What are the three key enzymes involved in gluconeogenesis?

Answer 14

Phosphoenolpyruvate carboxykinase (PEPCK), fructose 1,6-biphosphotase and glucose 6-phosphatase.

Question 15

How is gluconeogenesis regulated?

Answer 15

A low insulin:glucagon ratio stimulates PEPCK and fructose 1,6-bisphosphotase and therefore stimulates gluconeogenesis.

Question 16

Why are TAGs stored in adipose tissue?

Answer 16

TAGs are hydrophobic so need to be stored in anhydrous conditions, like adipose tissue.

Question 17

When are lipid stores utilised for energy?

Answer 17

In prolonged exercise, stress, starvation or pregnancy.

Question 18

What is the difference between hyperplasia and hypertrophy?

Answer 18

Hyperplasia is an increase in the number of cells and hypertrophy is an increase in the size of cells.

Question 19

Where does lipogenesis take place?

Answer 19

Mainly in the liver.

Question 20

Outline the steps in lipogenesis.

Answer 20

Glucose –> pyruvate in the cytoplasm
Pyruvate –> acetyl-CoA + OAA –> citrate in the mitochondria
Citrate –> acetyl-CoA + OAA
Acetyl-CoA –> malonyl-CoA using acetyl-CoA carboxylase

Question 21

What is the key regulatory enzyme of lipogenesis?

Answer 21

Acetyl-CoA carboxylase.

Question 22

What increases the activity of lipogenesis?

Answer 22

A high insulin:glucagon ration, high ATP:AMP ratio.
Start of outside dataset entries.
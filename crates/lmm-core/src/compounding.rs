//! Compounding conventions.

use crate::{Real, Time};

/// How interest is compounded.
#[derive(Debug, Clone, Copy, PartialEq, Eq, Hash)]
pub enum Compounding {
    /// Simple interest: `1 + r·t`
    Simple,
    /// Compounded interest `(1 + r/f)^(f·t)` with `f` periods per year.
    Compounded(u32),
    /// Continuously compounded: `e^(r·t)`
    Continuous,
}

impl Compounding {
    /// Growth factor of one unit invested at `rate` over `t` years.
    pub fn compound_factor(&self, rate: Real, t: Time) -> Real {
        match *self {
            Compounding::Simple => 1.0 + rate * t,
            Compounding::Compounded(f) => {
                let f = Real::from(f.max(1));
                (1.0 + rate / f).powf(f * t)
            }
            Compounding::Continuous => (rate * t).exp(),
        }
    }

    /// Continuously-compounded rate equivalent to `rate` under this
    /// convention over a horizon of `t` years.
    pub fn equivalent_continuous_rate(&self, rate: Real, t: Time) -> Real {
        match *self {
            Compounding::Continuous => rate,
            Compounding::Compounded(f) => {
                let f = Real::from(f.max(1));
                f * (1.0 + rate / f).ln()
            }
            Compounding::Simple => {
                if t <= 0.0 {
                    rate
                } else {
                    (1.0 + rate * t).ln() / t
                }
            }
        }
    }
}
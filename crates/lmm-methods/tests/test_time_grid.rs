use lmm_methods::TimeGrid;
use proptest::prelude::*;

proptest! {
    #[test]
    fn grid_hits_mandatory_times_with_bounded_steps(
        mut mandatory in prop::collection::vec(0.05f64..30.0, 1..8),
        steps in 1usize..60,
    ) {
        mandatory.sort_by(|a, b| a.total_cmp(b));
        let grid = TimeGrid::from_times(&mandatory, steps).unwrap();
        let end = mandatory[mandatory.len() - 1];
        prop_assert_eq!(grid.times()[0], 0.0);
        prop_assert!((grid.end() - end).abs() < 1e-12);
        for t in &mandatory {
            prop_assert!(grid.index(*t).is_some(), "missing {}", t);
        }
        let max_dt = end / steps as f64;
        for i in 0..grid.steps() {
            prop_assert!(grid.dt(i) > 0.0);
            prop_assert!(grid.dt(i) <= max_dt * (1.0 + 1e-9));
        }
    }
}
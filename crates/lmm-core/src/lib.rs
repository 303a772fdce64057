//! # lmm-core
//!
//! Core types, traits, and error definitions for the LIBOR market model
//! workspace.
//!
//! This crate provides the foundational building blocks shared across all
//! other crates in the workspace – type aliases, the error hierarchy, option
//! and compounding enums, and the generation-counted [`VersionedCache`].

#![warn(missing_docs)]
#![forbid(unsafe_code)]

// ── Public modules ───────────────────────────────────────────────────────────

/// Generation-counted caches invalidated on recalibration.
pub mod cache;

/// Compounding conventions.
pub mod compounding;

/// Error types and the `ensure!` / `fail!` macros.
pub mod errors;

/// Call / put option type.
pub mod option_type;

// ── Primitive type aliases ────────────────────────────────────────────────────

/// Floating-point type of every rate, time and price.
pub type Real = f64;

/// A rate expressed as a decimal (e.g. 0.05 = 5 %).
pub type Rate = Real;

/// A zero-bond price `P(0, T)`.
pub type DiscountFactor = Real;

/// A price or value.
pub type Price = Real;

/// A lognormal volatility, annualised.
pub type Volatility = Real;

/// A time measurement in years.
pub type Time = Real;

// ── Re-exports for convenience ────────────────────────────────────────────────

pub use cache::{Generation, VersionedCache};
pub use compounding::Compounding;
pub use errors::{Error, Result};
pub use option_type::OptionType;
Also citrate increases activity.

Question 23

What stimulates fat mobilisation?

Answer 23

Low insulin:glucagon ratio. And adrenaline.

Question 24

What cells have an absolute requirement for glucose as their energy source?

Answer 24

Erythrocytes & leukocytes, testes, kidney medulla and lens & cornea of the eye.